» WORK INSTRUCTIONS:
In the entries that follow, the line with "let tone = 6000.0" opens the range and the line with "let mut pipeline" closes it; repeat that range exactly, both lines included.

» SOURCE MATERIAL:
BEGIN

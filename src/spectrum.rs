//! One frame of STFT bins and the operations the feature/NN stage applies to
//! it: rescaling, per-bin gains and the power spectrum.

use alloc::{vec, vec::Vec};

use crate::error::{check_len, StftError};
use crate::fixed::{rescale, saturate, shift_right, Rounding, Q};
use crate::num::{as_interleaved, as_interleaved_mut, ComplexI32};

/// `fft_size / 2 + 1` complex bins sharing one Q format.
#[derive(Debug, Clone, PartialEq, Eq)]
pub struct Spectrum {
    bins: Vec<ComplexI32>,
    q: Q,
}

impl Spectrum {
    /// `len` zero bins at scale `q`.
    pub fn zeroed(len: usize, q: Q) -> Self {
        Self {
            bins: vec![ComplexI32::ZERO; len],
            q,
        }
    }

    /// Wrap existing bins whose scale is `q`.
    pub fn from_bins(bins: Vec<ComplexI32>, q: Q) -> Self {
        Self { bins, q }
    }

    #[inline]
    pub fn len(&self) -> usize {
        self.bins.len()
    }

    #[inline]
    pub fn is_empty(&self) -> bool {
        self.bins.is_empty()
    }

    /// Scale of every bin.
    #[inline]
    pub fn q(&self) -> Q {
        self.q
    }

    #[inline]
    pub fn bins(&self) -> &[ComplexI32] {
        &self.bins
    }

    /// Mutable bins. Values written here are read at [`Spectrum::q`].
    #[inline]
    pub fn bins_mut(&mut self) -> &mut [ComplexI32] {
        &mut self.bins
    }

    /// Bins as interleaved `re, im` words, the layout the NN stage consumes.
    pub fn as_interleaved(&self) -> &[i32] {
        as_interleaved(&self.bins)
    }

    pub fn as_interleaved_mut(&mut self) -> &mut [i32] {
        as_interleaved_mut(&mut self.bins)
    }

    /// Relabel the bins as scale `q` without touching their values.
    pub(crate) fn set_q(&mut self, q: Q) {
        self.q = q;
    }

    /// Convert every bin to scale `q`, saturating.
    pub fn rescale_to(&mut self, q: Q, rounding: Rounding) {
        if q == self.q {
            return;
        }
        let from = self.q;
        for v in as_interleaved_mut(&mut self.bins) {
            *v = rescale(*v as i64, from, q, rounding);
        }
        self.q = q;
    }

    /// Multiply each bin by a Q15 gain (a time-frequency mask), keeping the
    /// spectrum's scale.
    pub fn apply_gain_q15(&mut self, gains: &[i16], rounding: Rounding) -> Result<(), StftError> {
        check_len(self.bins.len(), gains.len())?;
        for (bin, &g) in self.bins.iter_mut().zip(gains) {
            let g = g as i64;
            bin.re = saturate(shift_right(bin.re as i64 * g, 15, rounding));
            bin.im = saturate(shift_right(bin.im as i64 * g, 15, rounding));
        }
        Ok(())
    }

    /// Power spectrum of this frame at scale `output_q`; see [`power_spectrum`].
    pub fn power_into(&self, output_q: Q, out: &mut [i32]) -> Result<(), StftError> {
        power_spectrum(&self.bins, self.q, output_q, out)
    }
}

/// `re² + im²` of every bin, moved from scale `2·input_q` to `output_q` and
/// saturated to `[0, i32::MAX]`.
///
/// ```
/// use qstft::{spectrum::power_spectrum, ComplexI32, Q};
///
/// // 0.5 + 0.5i in Q15 has power 0.5
/// let bins = [ComplexI32::new(16384, 16384)];
/// let mut out = [0i32; 1];
/// power_spectrum(&bins, Q::Q15, Q::Q15, &mut out).unwrap();
/// assert_eq!(out, [16384]);
/// ```
pub fn power_spectrum(
    bins: &[ComplexI32],
    input_q: Q,
    output_q: Q,
    out: &mut [i32],
) -> Result<(), StftError> {
    check_len(bins.len(), out.len())?;
    let from = 2 * input_q.bits();
    let to = output_q.bits();
    for (o, bin) in out.iter_mut().zip(bins) {
        let p = bin.norm_sqr();
        let scaled = if to <= from {
            shift_right_u64(p, from - to)
        } else {
            (p as u128) << (to - from)
        };
        *o = scaled.min(i32::MAX as u128) as i32;
    }
    Ok(())
}

/// Round-to-nearest right shift of a non-negative power value.
#[inline]
fn shift_right_u64(value: u64, shift: u32) -> u128 {
    match shift {
        0 => value as u128,
        s if s > 64 => 0,
        s => (value as u128 >> s) + ((value as u128 >> (s - 1)) & 1),
    }
}
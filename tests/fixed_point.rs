use proptest::prelude::*;
use qstft::fixed::{rescale, saturating_add, saturating_add_wide, shift_right};
use qstft::{Rounding, Q};

proptest! {
    /// Narrowing then widening recovers the value within one unit of the
    /// coarser scale, for values away from saturation.
    #[test]
    fn prop_rescale_roundtrip(x in -(1i64 << 28)..(1i64 << 28), from in 16u32..31, drop in 1u32..16) {
        let from_q = Q::new(from).unwrap();
        let to_q = Q::new(from - drop).unwrap();
        let y = rescale(x, from_q, to_q, Rounding::Nearest);
        let back = rescale(y as i64, to_q, from_q, Rounding::Nearest) as i64;
        prop_assert!((back - x).abs() <= 1i64 << (drop - 1), "{} -> {} -> {}", x, y, back);
    }

    /// Widening then narrowing is exact.
    #[test]
    fn prop_widen_then_narrow_is_exact(x in -(1i64 << 20)..(1i64 << 20), rounding in prop_oneof![Just(Rounding::Nearest), Just(Rounding::Truncate)]) {
        let y = rescale(x, Q::Q15, Q::Q21, rounding);
        prop_assert_eq!(rescale(y as i64, Q::Q21, Q::Q15, rounding) as i64, x);
    }

    /// Saturating adds never wrap.
    #[test]
    fn prop_saturating_add_matches_wide_clamp(a in any::<i32>(), b in any::<i32>(), t in any::<i64>()) {
        let wide = (a as i64 + b as i64).clamp(i32::MIN as i64, i32::MAX as i64);
        prop_assert_eq!(saturating_add(a, b) as i64, wide);
        let wide = (a as i128 + t as i128).clamp(i32::MIN as i128, i32::MAX as i128);
        prop_assert_eq!(saturating_add_wide(a, t) as i128, wide);
    }

    /// Rounding to nearest is within half a unit of the exact quotient, and
    /// truncation never rounds up.
    #[test]
    fn prop_shift_right_bounds(v in any::<i64>(), s in 1u32..40) {
        let exact = v as f64 / (1u64 << s) as f64;
        let nearest = shift_right(v, s, Rounding::Nearest) as f64;
        let truncated = shift_right(v, s, Rounding::Truncate) as f64;
        prop_assert!((nearest - exact).abs() <= 0.5 + exact.abs() * 1e-12);
        prop_assert!(truncated <= exact + exact.abs() * 1e-12);
    }
}

#[test]
fn rescale_saturates_at_extremes() {
    assert_eq!(rescale(i64::MIN, Q::Q30, Q::Q20, Rounding::Nearest), i32::MIN);
    assert_eq!(rescale(1 << 40, Q::Q20, Q::Q21, Rounding::Truncate), i32::MAX);
    assert_eq!(rescale(-5, Q::Q20, Q::Q20, Rounding::Nearest), -5);
}
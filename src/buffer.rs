//! Sliding sample history for STFT analysis.

use alloc::{vec, vec::Vec};

use crate::error::{check_len, ConfigError, StftError};

/// The most recent `window_length` samples, oldest first.
///
/// Each [`append`](Self::append) drops the oldest `hop_size` samples with a
/// linear move and writes the new hop into the freed tail. The buffer never
/// reallocates after construction.
///
/// # Example
/// ```
/// use qstft::buffer::WindowedFrameBuffer;
///
/// let mut buf = WindowedFrameBuffer::new(4, 2).unwrap();
/// buf.append(&[1, 2]).unwrap();
/// buf.append(&[3, 4]).unwrap();
/// buf.append(&[5, 6]).unwrap();
/// assert_eq!(buf.samples(), &[3, 4, 5, 6]);
/// ```
#[derive(Debug, Clone, PartialEq, Eq)]
pub struct WindowedFrameBuffer {
    samples: Vec<i16>,
    hop_size: usize,
}

impl WindowedFrameBuffer {
    /// Create a zero-filled buffer of `window_length` samples.
    pub fn new(window_length: usize, hop_size: usize) -> Result<Self, ConfigError> {
        if window_length == 0 {
            return Err(ConfigError::ZeroWindowLength);
        }
        if hop_size == 0 {
            return Err(ConfigError::ZeroHopSize);
        }
        if hop_size > window_length {
            return Err(ConfigError::HopExceedsWindow {
                hop: hop_size,
                window: window_length,
            });
        }
        Ok(Self {
            samples: vec![0; window_length],
            hop_size,
        })
    }

    /// Zero the whole history.
    pub fn reset(&mut self) {
        self.samples.fill(0);
    }

    /// Slide in one hop of new samples.
    ///
    /// `new_samples` must hold exactly `hop_size` samples.
    pub fn append(&mut self, new_samples: &[i16]) -> Result<(), StftError> {
        check_len(self.hop_size, new_samples.len())?;
        let keep = self.samples.len() - self.hop_size;
        self.samples.copy_within(self.hop_size.., 0);
        self.samples[keep..].copy_from_slice(new_samples);
        Ok(())
    }

    /// Current window contents, oldest sample first.
    #[inline]
    pub fn samples(&self) -> &[i16] {
        &self.samples
    }

    #[inline]
    pub fn window_length(&self) -> usize {
        self.samples.len()
    }

    #[inline]
    pub fn hop_size(&self) -> usize {
        self.hop_size
    }
}

#[cfg(test)]
mod tests {
    use super::*;

    #[test]
    fn rejects_bad_geometry() {
        assert_eq!(
            WindowedFrameBuffer::new(4, 5),
            Err(ConfigError::HopExceedsWindow { hop: 5, window: 4 })
        );
        assert_eq!(
            WindowedFrameBuffer::new(0, 0),
            Err(ConfigError::ZeroWindowLength)
        );
        assert_eq!(WindowedFrameBuffer::new(4, 0), Err(ConfigError::ZeroHopSize));
    }

    #[test]
    fn hop_equal_to_window_replaces_everything() {
        let mut buf = WindowedFrameBuffer::new(3, 3).unwrap();
        buf.append(&[1, 2, 3]).unwrap();
        buf.append(&[4, 5, 6]).unwrap();
        assert_eq!(buf.samples(), &[4, 5, 6]);
    }

    #[test]
    fn wrong_hop_length_leaves_buffer_untouched() {
        let mut buf = WindowedFrameBuffer::new(4, 2).unwrap();
        buf.append(&[7, 8]).unwrap();
        assert_eq!(
            buf.append(&[1, 2, 3]),
            Err(StftError::MismatchedLengths {
                expected: 2,
                actual: 3
            })
        );
        assert_eq!(buf.samples(), &[0, 0, 7, 8]);
    }

    #[test]
    fn reset_zero_fills() {
        let mut buf = WindowedFrameBuffer::new(4, 1).unwrap();
        buf.append(&[9]).unwrap();
        buf.reset();
        assert_eq!(buf.samples(), &[0; 4]);
    }
}
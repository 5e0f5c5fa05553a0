//! Streaming STFT pipeline example for qstft
//!
//! Feeds a noisy 16 kHz tone through analysis, a spectral gate and
//! overlap-add synthesis, one 10 ms hop at a time.

use std::f64::consts::PI;

use qstft::spectrum::power_spectrum;
use qstft::{Rounding, StftConfig, StftError, StftPipeline, Q};
use rand::rngs::StdRng;
use rand::{Rng, SeedableRng};

const SAMPLE_RATE: f64 = 16000.0;
const HOPS: usize = 50;

fn main() -> Result<(), StftError> {
    env_logger::init();
    println!("=== qstft streaming pipeline ===\n");

    let config = StftConfig::speech_16k()?;
    let hop = config.hop_size();
    println!(
        "window {} / hop {} / fft {} -> {} bins, native {}",
        config.window_length(),
        hop,
        config.fft_size(),
        config.bins(),
        config.native_q()
    );
    println!("COLA deviation: {:.2e}", config.cola_deviation());

    let mut rng = StdRng::seed_from_u64(2024);
    let input: Vec<i16> = (0..hop * HOPS)
        .map(|t| {
            let tone = 6000.0 * (2.0 * PI * 1000.0 * t as f64 / SAMPLE_RATE).sin();
            (tone as i32 + rng.gen_range(-600..=600)) as i16
        })
        .collect();

    let mut pipeline = StftPipeline::new(config)?;
    println!("latency: {} samples\n", pipeline.latency());

    let mut output = vec![0i16; input.len()];
    let mut power = Vec::new();
    let mut gains = Vec::new();
    for (i, (src, dst)) in input
        .chunks_exact(hop)
        .zip(output.chunks_exact_mut(hop))
        .enumerate()
    {
        pipeline.process(src, dst, Q::Q21, |spectrum| {
            power.resize(spectrum.len(), 0);
            power_spectrum(spectrum.bins(), spectrum.q(), Q::Q15, &mut power)?;
            // keep bins within 20 dB of the loudest one
            let peak = power.iter().copied().max().unwrap_or(0);
            gains.clear();
            gains.extend(
                power
                    .iter()
                    .map(|&p| if p as i64 * 100 >= peak as i64 { i16::MAX } else { 0 }),
            );
            if i % 10 == 0 {
                let kept = gains.iter().filter(|&&g| g != 0).count();
                println!("hop {i:2}: peak power {peak}, {kept} bins kept");
            }
            spectrum.apply_gain_q15(&gains, Rounding::Nearest)
        })?;
    }

    let energy = |s: &[i16]| s.iter().map(|&v| (v as f64).powi(2)).sum::<f64>() / s.len() as f64;
    let tail = hop * 10;
    println!(
        "\ninput RMS {:.1}, gated output RMS {:.1}",
        energy(&input[tail..]).sqrt(),
        energy(&output[tail..]).sqrt()
    );
    Ok(())
}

END

» ANSWER FOR THE TASK:
            let tone = 6000.0 * (2.0 * PI * 1000.0 * t as f64 / SAMPLE_RATE).sin();
            (tone as i32 + rng.gen_range(-600..=600)) as i16
        })
        .collect();

    let mut pipeline = StftPipeline::new(config)?;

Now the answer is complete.